[Data excerpts]

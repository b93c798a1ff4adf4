use std::mem::size_of;
use std::rc::Rc;

use bytemuck::Pod;

use crate::buffer::GpuBuffer;
use crate::context::{BufferTarget, GraphicsContext, VertexAttribute};

/// Widest attribute a single slot can carry, in `f32` components.
pub const LANE_WIDTH: u32 = 4;

/// Split one per-instance element of `components` floats into attribute
/// slots of at most four components each.
///
/// Lane `i` lands at `start_slot + i`, is `min(4, components - 4 * i)` wide
/// and starts `16 * i` bytes into the element. Every lane advances once per
/// instance.
pub fn instance_attribute_lanes(start_slot: u32, components: u32, stride: u32) -> Vec<VertexAttribute> {
    let lanes = components.div_ceil(LANE_WIDTH);
    (0..lanes)
        .map(|i| VertexAttribute {
            location: start_slot + i,
            components: (components - LANE_WIDTH * i).min(LANE_WIDTH),
            stride,
            offset: LANE_WIDTH * 4 * i,
            divisor: 1,
        })
        .collect()
}

/// Per-instance vertex stream backed by its own [`GpuBuffer`].
///
/// `T` must consist only of `f32` components: a `Vec3` color is one
/// 3-wide slot, a `Mat4` transform spans four 4-wide slots.
pub struct InstanceAttributeBuffer<T: Pod> {
    buffer: GpuBuffer<T>,
    start_slot: u32,
}

impl<T: Pod> InstanceAttributeBuffer<T> {
    /// Scalar components per element.
    pub const COMPONENTS: u32 = (size_of::<T>() / 4) as u32;

    pub fn new(ctx: Rc<dyn GraphicsContext>, start_slot: u32) -> Self {
        const {
            assert!(
                size_of::<T>() > 0 && size_of::<T>() % 4 == 0,
                "instance attributes must be built from f32 components"
            )
        };
        Self {
            buffer: GpuBuffer::new(ctx, BufferTarget::Array),
            start_slot,
        }
    }

    pub fn resize(&mut self, len: usize) -> bool {
        self.buffer.resize(len)
    }

    pub fn write(&mut self, offset: usize, elements: &[T]) {
        self.buffer.write(offset, elements);
    }

    pub fn capacity(&self) -> usize {
        self.buffer.capacity()
    }

    pub fn start_slot(&self) -> u32 {
        self.start_slot
    }

    /// Attribute slots this stream occupies.
    pub fn lanes(&self) -> Vec<VertexAttribute> {
        instance_attribute_lanes(self.start_slot, Self::COMPONENTS, GpuBuffer::<T>::STRIDE as u32)
    }

    /// Attach the stream to the bound vertex array. Binding an empty buffer
    /// is valid and yields an empty stream.
    pub fn bind(&self) {
        self.buffer.bind();
        let ctx = self.buffer.context();
        for lane in self.lanes() {
            ctx.vertex_attribute(&lane);
        }
    }

    pub fn buffer(&self) -> &GpuBuffer<T> {
        &self.buffer
    }
}
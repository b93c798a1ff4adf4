use std::fmt;

use thiserror::Error;

/// Programmable pipeline stage, used when reporting shader failures.
#[derive(Debug, Clone, Copy, PartialEq, Eq, Hash)]
pub enum ShaderStage {
    Vertex,
    Fragment,
}

impl fmt::Display for ShaderStage {
    fn fmt(&self, f: &mut fmt::Formatter<'_>) -> fmt::Result {
        match self {
            ShaderStage::Vertex => f.write_str("vertex"),
            ShaderStage::Fragment => f.write_str("fragment"),
        }
    }
}

/// Failures surfaced by a graphics context.
///
/// All of these are fatal: they are reported at construction time and the
/// frame loop never retries them.
#[derive(Debug, Error)]
pub enum RenderError {
    #[error("{stage} shader of `{label}` failed to compile: {log}")]
    ShaderCompile {
        label: String,
        stage: ShaderStage,
        log: String,
    },
    #[error("program `{label}` failed to link: {log}")]
    ProgramLink { label: String, log: String },
    #[error("render pipeline for `{label}` could not be created: {log}")]
    Pipeline { label: String, log: String },
    #[error("surface is unusable: {0}")]
    Surface(String),
}
use std::rc::Rc;

use glam::Mat4;

use crate::context::{GraphicsContext, ProgramId, ProgramSource};
use crate::error::RenderError;

/// Compiled and linked vertex + fragment program.
pub struct ShaderProgram {
    ctx: Rc<dyn GraphicsContext>,
    id: ProgramId,
}

impl ShaderProgram {
    pub fn new(ctx: Rc<dyn GraphicsContext>, source: &ProgramSource<'_>) -> Result<Self, RenderError> {
        let id = ctx.create_program(source)?;
        tracing::debug!(label = source.label, ?id, "shader program linked");
        Ok(Self { ctx, id })
    }

    pub fn use_program(&self) {
        self.ctx.use_program(Some(self.id));
    }

    pub fn set_uniform_mat4(&self, name: &str, value: &Mat4) {
        self.ctx.set_uniform_mat4(self.id, name, value);
    }

    pub fn id(&self) -> ProgramId {
        self.id
    }
}

impl Drop for ShaderProgram {
    fn drop(&mut self) {
        self.ctx.delete_program(self.id);
    }
}

#[cfg(test)]
mod tests {
    use super::*;
    use crate::error::ShaderStage;
    use crate::recording::RecordingContext;
    use crate::shaders;

    #[test]
    fn uniforms_are_stored_per_program() {
        let rec = Rc::new(RecordingContext::new());
        let program = ShaderProgram::new(rec.clone(), &shaders::INSTANCED_CUBE).unwrap();
        let view = Mat4::from_translation(glam::Vec3::new(0.0, 0.0, 3.0));
        program.set_uniform_mat4("view", &view);
        program.set_uniform_mat4("missing", &Mat4::IDENTITY);

        assert_eq!(rec.uniform(program.id(), "view"), Some(view));
        assert_eq!(rec.uniform(program.id(), "missing"), None);
        assert_eq!(rec.program_label(program.id()).as_deref(), Some("instanced-cube"));
    }

    #[test]
    fn empty_fragment_stage_reports_stage() {
        let rec = Rc::new(RecordingContext::new());
        let source = ProgramSource {
            fragment: "",
            ..shaders::INSTANCED_CUBE
        };
        let err = ShaderProgram::new(rec, &source).err().unwrap();
        match err {
            RenderError::ShaderCompile { stage, .. } => assert_eq!(stage, ShaderStage::Fragment),
            other => panic!("unexpected error: {other}"),
        }
    }
}
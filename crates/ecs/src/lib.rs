//! Minimal archetype ECS with chunked, column-oriented storage.
//!
//! Entities sharing the same component set and tags live in one archetype.
//! Each archetype stores one contiguous `Vec` per component type; queries
//! hand those columns out in fixed-size chunks so consumers (the renderer,
//! the transform update) can work on whole slices at a time.
//!
//! # Invariants
//! - Query iteration order is stable: archetypes in creation order, rows in
//!   insertion order. Only despawning reorders (swap-remove).
//! - Every chunk of a query exposes equal-length slices for all requested
//!   components plus the entity ids they belong to.
//! - Entity counts for a query are computed per archetype, never per entity.

mod archetype;
mod entity;
mod query;
mod store;
mod tags;

pub use archetype::{Bundle, Columns, Component};
pub use entity::EntityId;
pub use query::{Chunk, Filter, Query};
pub use store::{DEFAULT_CHUNK_SIZE, EcsError, EntityStore};
pub use tags::Tags;
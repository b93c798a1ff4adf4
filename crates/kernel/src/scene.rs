use std::path::{Path, PathBuf};

use cubefield_common::{ColorRgb, Position};
use glam::Vec3;
use serde::{Deserialize, Serialize};
use thiserror::Error;

use crate::systems::free_cam::FreeCamSettings;

#[derive(Debug, Error)]
pub enum SceneError {
    #[error("failed to read scene file {}: {source}", path.display())]
    Io {
        path: PathBuf,
        source: std::io::Error,
    },
    #[error("invalid scene description: {0}")]
    Parse(#[from] serde_yaml::Error),
}

/// One explicitly placed cube.
#[derive(Debug, Clone, Copy, PartialEq, Serialize, Deserialize)]
pub struct CubeSpec {
    pub position: Position,
    pub color: ColorRgb,
}

/// A `columns` x `rows` wall of cubes in the XY plane starting at `origin`.
#[derive(Debug, Clone, Copy, PartialEq, Serialize, Deserialize)]
pub struct GridSpec {
    pub columns: u32,
    pub rows: u32,
    pub spacing: f32,
    #[serde(default)]
    pub origin: Vec3,
}

impl GridSpec {
    /// Cubes of the grid, row by row. Red grows along columns, green along
    /// rows.
    pub fn cubes(&self) -> impl Iterator<Item = CubeSpec> + '_ {
        let red_step = 1.0 / self.columns.saturating_sub(1).max(1) as f32;
        let green_step = 1.0 / self.rows.saturating_sub(1).max(1) as f32;
        (0..self.rows).flat_map(move |row| {
            (0..self.columns).map(move |column| CubeSpec {
                position: Position(
                    self.origin + Vec3::new(column as f32, row as f32, 0.0) * self.spacing,
                ),
                color: ColorRgb::new(column as f32 * red_step, row as f32 * green_step, 0.5),
            })
        })
    }
}

#[derive(Debug, Clone, Copy, PartialEq, Serialize, Deserialize)]
#[serde(default)]
pub struct CameraSpec {
    pub position: Position,
    pub fov_degrees: f32,
    pub near_clip: f32,
    pub far_clip: f32,
}

impl Default for CameraSpec {
    fn default() -> Self {
        Self {
            position: Position::new(0.0, 0.0, -3.0),
            fov_degrees: 90.0,
            near_clip: 0.1,
            far_clip: 1000.0,
        }
    }
}

/// Scene description, loadable from YAML. Omitted fields fall back to the
/// default three-cube scene.
#[derive(Debug, Clone, PartialEq, Serialize, Deserialize)]
#[serde(default)]
pub struct SceneConfig {
    pub cubes: Vec<CubeSpec>,
    pub grid: Option<GridSpec>,
    pub camera: CameraSpec,
    pub free_cam: FreeCamSettings,
}

impl Default for SceneConfig {
    fn default() -> Self {
        Self {
            cubes: vec![
                CubeSpec {
                    position: Position::new(-1.25, 0.0, 0.0),
                    color: ColorRgb::RED,
                },
                CubeSpec {
                    position: Position::new(0.0, 0.25, 0.0),
                    color: ColorRgb::GREEN,
                },
                CubeSpec {
                    position: Position::new(1.25, 0.5, 0.0),
                    color: ColorRgb::BLUE,
                },
            ],
            grid: None,
            camera: CameraSpec::default(),
            free_cam: FreeCamSettings::default(),
        }
    }
}

impl SceneConfig {
    pub fn load(path: impl AsRef<Path>) -> Result<Self, SceneError> {
        let path = path.as_ref();
        let text = std::fs::read_to_string(path).map_err(|source| SceneError::Io {
            path: path.to_path_buf(),
            source,
        })?;
        let scene = Self::from_yaml(&text)?;
        tracing::info!(path = %path.display(), cubes = scene.cube_count(), "scene loaded");
        Ok(scene)
    }

    pub fn from_yaml(text: &str) -> Result<Self, SceneError> {
        Ok(serde_yaml::from_str(text)?)
    }

    pub fn to_yaml(&self) -> Result<String, SceneError> {
        Ok(serde_yaml::to_string(self)?)
    }

    /// Every cube of the scene: explicit cubes first, then the grid.
    pub fn all_cubes(&self) -> Vec<CubeSpec> {
        let mut cubes = self.cubes.clone();
        if let Some(grid) = &self.grid {
            cubes.extend(grid.cubes());
        }
        cubes
    }

    pub fn cube_count(&self) -> usize {
        let grid = self
            .grid
            .map_or(0, |grid| grid.columns as usize * grid.rows as usize);
        self.cubes.len() + grid
    }
}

- Goal of the exercise:
In the data above, which lines lie between the line with "pub struct CubeSpec" and the line with "pub fn cubes(&self)", inclusive? Print those lines exactly and nothing else.

- Reply:
pub struct CubeSpec {
    pub position: Position,
    pub color: ColorRgb,
}

/// A `columns` x `rows` wall of cubes in the XY plane starting at `origin`.
#[derive(Debug, Clone, Copy, PartialEq, Serialize, Deserialize)]
pub struct GridSpec {
    pub columns: u32,
    pub rows: u32,
    pub spacing: f32,
    #[serde(default)]
    pub origin: Vec3,
}

impl GridSpec {
    /// Cubes of the grid, row by row. Red grows along columns, green along
    /// rows.
    pub fn cubes(&self) -> impl Iterator<Item = CubeSpec> + '_ {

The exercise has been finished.